What Causes Alzheimers Disease?

Alzheimer's, Healthy Aging, Healthy Living, Senior Health
on December 13, 2011

Alzheimer’s disease is a degenerative brain disease that slowly kills brain cells and tangles neurons over time. It’s most common in older adults, though it’s not a natural part of aging. As with many diseases that affect the brain, the causes are not well understood, though there are a number of theories and statistical correlations that point toward some potential causes.

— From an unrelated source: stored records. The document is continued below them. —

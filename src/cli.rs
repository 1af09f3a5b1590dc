use seedexpr::{Evaluator, Value};
use std::fs;
use std::io::{self, BufRead, Write};
use std::path::PathBuf;

const VERSION: &str = env!("CARGO_PKG_VERSION");

/// Where expressions come from
#[derive(Debug, Clone, PartialEq)]
pub(crate) enum Input {
    /// A single expression from -c
    Command(String),
    /// One expression per line of a file
    File(PathBuf),
    /// One expression per line of stdin
    Stdin,
}

/// Parsed command-line arguments
#[derive(Debug, Clone, PartialEq)]
pub(crate) struct CliArgs {
    pub(crate) input: Input,
    pub(crate) config: Option<PathBuf>,
    pub(crate) json: bool,
    pub(crate) help: bool,
    pub(crate) version: bool,
}

/// Parse command-line arguments
pub(crate) fn parse_args(args: &[String]) -> Result<CliArgs, String> {
    let mut cli = CliArgs {
        input: Input::Stdin,
        config: None,
        json: false,
        help: false,
        version: false,
    };

    let mut i = 1; // Skip program name
    while i < args.len() {
        match args[i].as_str() {
            "-c" => {
                // Everything after -c is the expression
                if i + 1 >= args.len() {
                    return Err("-c requires an expression".to_string());
                }
                cli.input = Input::Command(args[i + 1..].join(" "));
                break;
            }
            "--config" => {
                let path = args
                    .get(i + 1)
                    .ok_or_else(|| "--config requires a path".to_string())?;
                cli.config = Some(PathBuf::from(path));
                i += 1;
            }
            "--json" => {
                cli.json = true;
            }
            "--help" | "-h" => {
                cli.help = true;
            }
            "--version" | "-V" => {
                cli.version = true;
            }
            "-" => {
                cli.input = Input::Stdin;
            }
            flag if flag.starts_with('-') => {
                return Err(format!("unknown option: {}", flag));
            }
            path => {
                cli.input = Input::File(PathBuf::from(path));
            }
        }
        i += 1;
    }

    Ok(cli)
}

pub(crate) fn print_help() {
    println!(
        r#"seedexpr {} - evaluate seed cell expressions

USAGE:
    seedexpr -c <expr>          Evaluate a single expression
    seedexpr <file>             Evaluate each line of a file
    seedexpr [-]                Evaluate each line of stdin
    seedexpr --help             Show this help message
    seedexpr --version          Show version

OPTIONS:
    --json                      Print values as JSON
    --config <path>             Use this config file instead of ~/.seedexpr.toml

SYNTAX:
    'text' or "text"            Literal
    name arg1 arg2              Function call
    stage | stage | stage       Pipe: previous value is the last argument

FUNCTIONS:
    hash <text>                 SHA-256 as hex
    bcrypt <password> [cost]    bcrypt hash (cost 4-31, default 10)
    now                         Current UTC time (RFC 3339)
    uuid [seed]                 Random UUID, or stable UUID from seed
    upper <text>                Uppercase (loader function)
    future <n><s|m|h|d|w>       UTC time in the future (loader function)

Lines that are blank or start with '#' are skipped.
Set SEEDEXPR_LOG (e.g. SEEDEXPR_LOG=seedexpr=trace) to enable logging."#,
        VERSION
    );
}

pub(crate) fn print_version() {
    println!("seedexpr {}", VERSION);
}

/// Format a value for output
pub(crate) fn render(value: &Value, json: bool) -> String {
    if json {
        serde_json::to_string(value).unwrap_or_else(|_| "null".to_string())
    } else {
        value.to_string()
    }
}

/// Evaluate every expression in `reader`, one per line
///
/// Stops at the first failing line and reports it as `<source>:<line>: <error>`.
pub(crate) fn eval_lines<R: BufRead, W: Write>(
    eval: &Evaluator,
    reader: R,
    out: &mut W,
    source: &str,
    json: bool,
) -> Result<(), String> {
    for (line_num, line) in reader.lines().enumerate() {
        let line = line.map_err(|e| format!("{}: {}", source, e))?;
        let trimmed = line.trim();

        // Skip empty lines and comments
        if trimmed.is_empty() || trimmed.starts_with('#') {
            continue;
        }

        let value = eval
            .eval(trimmed)
            .map_err(|e| format!("{}:{}: {}", source, line_num + 1, e))?;
        writeln!(out, "{}", render(&value, json)).map_err(|e| e.to_string())?;
    }
    Ok(())
}

/// Run the selected input mode
pub(crate) fn run(eval: &Evaluator, cli: &CliArgs) -> Result<(), String> {
    let stdout = io::stdout();
    let mut out = stdout.lock();

    match &cli.input {
        Input::Command(expr) => {
            let value = eval.eval(expr).map_err(|e| e.to_string())?;
            writeln!(out, "{}", render(&value, cli.json)).map_err(|e| e.to_string())
        }
        Input::File(path) => {
            let file = fs::File::open(path).map_err(|e| format!("{}: {}", path.display(), e))?;
            let source = path.display().to_string();
            eval_lines(eval, io::BufReader::new(file), &mut out, &source, cli.json)
        }
        Input::Stdin => {
            let stdin = io::stdin();
            eval_lines(eval, stdin.lock(), &mut out, "<stdin>", cli.json)
        }
    }
}
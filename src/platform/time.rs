//! Frame pacing and wall-clock deltas

use std::time::{Duration, Instant};

/// Paces the loop to a fixed frame rate and measures real time between frames
#[derive(Debug, Clone)]
pub struct FrameClock {
    frame_duration: Duration,
    next_frame: Instant,
    last_tick: Instant,
}

impl FrameClock {
    pub fn new(fps: u32) -> Self {
        Self::starting_at(fps, Instant::now())
    }

    pub fn starting_at(fps: u32, now: Instant) -> Self {
        Self {
            frame_duration: Duration::from_secs_f64(1.0 / fps.max(1) as f64),
            next_frame: now,
            last_tick: now,
        }
    }

    /// When the next frame should run
    pub fn deadline(&self) -> Instant {
        self.next_frame
    }

    pub fn frame_due(&self, now: Instant) -> bool {
        now >= self.next_frame
    }

    /// Mark a frame as started: schedule the next deadline and return the
    /// seconds elapsed since the previous frame.
    pub fn tick(&mut self, now: Instant) -> f32 {
        self.next_frame += self.frame_duration;
        // Fell behind (window drag, breakpoint): don't try to catch up
        if self.next_frame < now {
            self.next_frame = now + self.frame_duration;
        }

        let dt = now.saturating_duration_since(self.last_tick).as_secs_f32();
        self.last_tick = now;
        dt
    }
}

#[cfg(test)]
mod tests {
    use super::*;

    #[test]
    fn test_steady_pacing() {
        let start = Instant::now();
        let mut clock = FrameClock::starting_at(50, start);
        assert!(clock.frame_due(start));

        let dt = clock.tick(start);
        assert_eq!(dt, 0.0);
        assert_eq!(clock.deadline(), start + Duration::from_millis(20));
        assert!(!clock.frame_due(start + Duration::from_millis(19)));
        assert!(clock.frame_due(start + Duration::from_millis(20)));

        let dt = clock.tick(start + Duration::from_millis(20));
        assert!((dt - 0.02).abs() < 1e-6);
        assert_eq!(clock.deadline(), start + Duration::from_millis(40));
    }

    #[test]
    fn test_falling_behind_does_not_burst() {
        let start = Instant::now();
        let mut clock = FrameClock::starting_at(50, start);
        clock.tick(start);

        let late = start + Duration::from_secs(1);
        let dt = clock.tick(late);
        // Real elapsed time is reported in full
        assert!((dt - 1.0).abs() < 1e-6);
        assert_eq!(clock.deadline(), late + Duration::from_millis(20));
    }
}
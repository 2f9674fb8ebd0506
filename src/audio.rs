//! Sound effects
//!
//! The catch sound comes from a WAV file when one is present, otherwise a
//! generated tone. Whatever goes wrong at startup, the game falls back to a
//! silent player and keeps running.

use std::f32::consts::TAU;
use std::fs::File;
use std::io::BufReader;
use std::path::{Path, PathBuf};

use rodio::buffer::SamplesBuffer;
use rodio::{Decoder, OutputStream, OutputStreamHandle, Sink, Source};
use thiserror::Error;

use crate::settings::Settings;

/// Output sample rate for generated clips
pub const SAMPLE_RATE: u32 = 44_100;

/// Sound effect types
#[derive(Debug, Clone, Copy, PartialEq, Eq)]
pub enum SoundEffect {
    /// Paddle caught a ball
    Catch,
    /// Session ended
    GameOver,
}

/// Anything that can play the game's sound effects
pub trait SoundPlayer {
    fn play(&self, effect: SoundEffect);
}

/// Player used when no audio is available; every call is a no-op
#[derive(Debug, Default, Clone, Copy)]
pub struct SilentPlayer;

impl SoundPlayer for SilentPlayer {
    fn play(&self, _effect: SoundEffect) {}
}

/// Audio startup failures. All of them are recovered by going silent.
#[derive(Debug, Error)]
pub enum AudioError {
    #[error("no audio output: {0}")]
    Stream(#[from] rodio::StreamError),
    #[error("cannot open {path}: {source}")]
    Open {
        path: PathBuf,
        #[source]
        source: std::io::Error,
    },
    #[error("cannot decode sound: {0}")]
    Decode(#[from] rodio::decoder::DecoderError),
    #[error("sound file contains no samples")]
    Empty,
}

/// Interleaved f32 samples ready to hand to the mixer
#[derive(Debug, Clone, PartialEq)]
pub struct Clip {
    pub channels: u16,
    pub sample_rate: u32,
    pub samples: Vec<f32>,
}

impl Clip {
    /// Stereo sine tone
    pub fn tone(frequency: f32, duration: f32, amplitude: f32) -> Self {
        let frames = (SAMPLE_RATE as f32 * duration) as usize;
        let samples = (0..frames)
            .flat_map(|i| {
                let t = i as f32 / SAMPLE_RATE as f32;
                let s = (TAU * frequency * t).sin() * amplitude;
                [s, s]
            })
            .collect();

        Self {
            channels: 2,
            sample_rate: SAMPLE_RATE,
            samples,
        }
    }

    /// Mono tone gliding from `start` to `end` Hz with an exponential fade
    pub fn sweep(start: f32, end: f32, duration: f32, amplitude: f32) -> Self {
        let frames = (SAMPLE_RATE as f32 * duration) as usize;
        let mut phase = 0.0f32;
        let samples = (0..frames)
            .map(|i| {
                let progress = i as f32 / frames as f32;
                let freq = start + (end - start) * progress;
                phase = (phase + TAU * freq / SAMPLE_RATE as f32) % TAU;
                let envelope = (-progress * 4.0).exp();
                phase.sin() * envelope * amplitude
            })
            .collect();

        Self {
            channels: 1,
            sample_rate: SAMPLE_RATE,
            samples,
        }
    }

    /// Decode a sound file fully into memory
    pub fn from_file(path: &Path) -> Result<Self, AudioError> {
        let file = File::open(path).map_err(|source| AudioError::Open {
            path: path.to_path_buf(),
            source,
        })?;
        let decoder = Decoder::new(BufReader::new(file))?;
        let channels = decoder.channels();
        let sample_rate = decoder.sample_rate();
        let samples: Vec<f32> = decoder.convert_samples().collect();
        if samples.is_empty() {
            return Err(AudioError::Empty);
        }

        Ok(Self {
            channels,
            sample_rate,
            samples,
        })
    }

    /// Playback length in seconds
    pub fn duration_secs(&self) -> f32 {
        self.samples.len() as f32 / (self.channels.max(1) as u32 * self.sample_rate) as f32
    }
}

/// Catch clip from `path`, or a generated 440 Hz beep when the file is absent
pub fn load_catch_clip(path: &Path) -> Result<Clip, AudioError> {
    if !path.exists() {
        log::info!(
            "{} not found, using generated catch tone",
            path.display()
        );
        return Ok(Clip::tone(440.0, 0.5, 0.5));
    }
    let clip = Clip::from_file(path)?;
    log::info!(
        "Loaded catch sound {} ({:.2}s)",
        path.display(),
        clip.duration_secs()
    );
    Ok(clip)
}

/// Player backed by the default audio output device
pub struct RodioPlayer {
    // Must stay alive for the handle to keep working
    _stream: OutputStream,
    handle: OutputStreamHandle,
    catch: Clip,
    game_over: Clip,
    volume: f32,
}

impl RodioPlayer {
    pub fn new(settings: &Settings) -> Result<Self, AudioError> {
        let catch = load_catch_clip(Path::new(&settings.catch_sound_path))?;
        let (stream, handle) = OutputStream::try_default()?;

        Ok(Self {
            _stream: stream,
            handle,
            catch,
            game_over: Clip::sweep(440.0, 110.0, 0.6, 0.4),
            volume: settings.effective_volume(),
        })
    }

    fn clip(&self, effect: SoundEffect) -> &Clip {
        match effect {
            SoundEffect::Catch => &self.catch,
            SoundEffect::GameOver => &self.game_over,
        }
    }
}

impl SoundPlayer for RodioPlayer {
    fn play(&self, effect: SoundEffect) {
        let clip = self.clip(effect);
        match Sink::try_new(&self.handle) {
            Ok(sink) => {
                sink.set_volume(self.volume);
                sink.append(SamplesBuffer::new(
                    clip.channels,
                    clip.sample_rate,
                    clip.samples.clone(),
                ));
                sink.detach();
            }
            Err(e) => log::warn!("Failed to play {:?}: {}", effect, e),
        }
    }
}

/// Pick the player for this process. Never fails: any audio problem yields
/// a `SilentPlayer`.
pub fn load_player(settings: &Settings) -> Box<dyn SoundPlayer> {
    if settings.effective_volume() <= 0.0 {
        log::info!("Audio muted");
        return Box::new(SilentPlayer);
    }

    match RodioPlayer::new(settings) {
        Ok(player) => Box::new(player),
        Err(e) => {
            log::warn!("Audio disabled: {}", e);
            Box::new(SilentPlayer)
        }
    }
}
//! Vertex types for 2D rendering

use bytemuck::{Pod, Zeroable};

use crate::palette::Rgb;

/// Simple 2D vertex with position and color
#[repr(C)]
#[derive(Copy, Clone, Debug, PartialEq, Pod, Zeroable)]
pub struct Vertex {
    pub position: [f32; 2],
    pub color: [f32; 4],
}

impl Vertex {
    pub const fn new(x: f32, y: f32, color: [f32; 4]) -> Self {
        Self {
            position: [x, y],
            color,
        }
    }

    pub fn desc() -> wgpu::VertexBufferLayout<'static> {
        wgpu::VertexBufferLayout {
            array_stride: std::mem::size_of::<Vertex>() as wgpu::BufferAddress,
            step_mode: wgpu::VertexStepMode::Vertex,
            attributes: &[
                wgpu::VertexAttribute {
                    offset: 0,
                    shader_location: 0,
                    format: wgpu::VertexFormat::Float32x2,
                },
                wgpu::VertexAttribute {
                    offset: std::mem::size_of::<[f32; 2]>() as wgpu::BufferAddress,
                    shader_location: 1,
                    format: wgpu::VertexFormat::Float32x4,
                },
            ],
        }
    }
}

/// Opaque 8-bit color to shader color
#[inline]
pub fn rgb(color: Rgb) -> [f32; 4] {
    rgba(color, 255)
}

/// 8-bit color plus alpha to shader color
#[inline]
pub fn rgba(color: Rgb, alpha: u8) -> [f32; 4] {
    [
        color.0 as f32 / 255.0,
        color.1 as f32 / 255.0,
        color.2 as f32 / 255.0,
        alpha as f32 / 255.0,
    ]
}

Genetic factors. There does seem to be a genetic link associated with Alzheimer’s disease, though the exact cause isn’t known in the vast majority of patients. Scientists have identified a rare genetic mutation that’s positively linked to Alzheimer’s disease, meaning that if you have this mutation, you will develop Alzheimer’s, and generally much earlier than the disease normally appears. According to the Mayo Clinic, however, “These mutations account for less than 5 percent of Alzheimer’s disease. Most genetic mechanisms of Alzheimer’s among families remain largely unexplained.” Still, family history can be an important risk factor. If someone in your family has had the disease, especially a parent or sibling, you at a higher risk for developing Alzheimer’s.

Lifestyle. While there’s no one lifestyle factor that scientists can point to as a cause for Alzheimer’s disease, there are several components that seem to impact your risk of developing the disease. Vascular issues are known to cause dementia, and it’s believed that they can also lead to Alzheimer’s disease. The most common vascular risks include diabetes, obesity, hypertension, smoking and not getting sufficient exercise. On the flip side, there does seem to be a lower incidence or later onset of Alzheimer’s disease in individuals who continue to learn throughout life, and who love cognitive challenges and mental stimulation. It’s not clear why this lowers your risk, but researchers believe that it’s because this type of behavior creates many more neural pathways in your brain, so even more would have to be destroyed before it significantly impacts your overall function.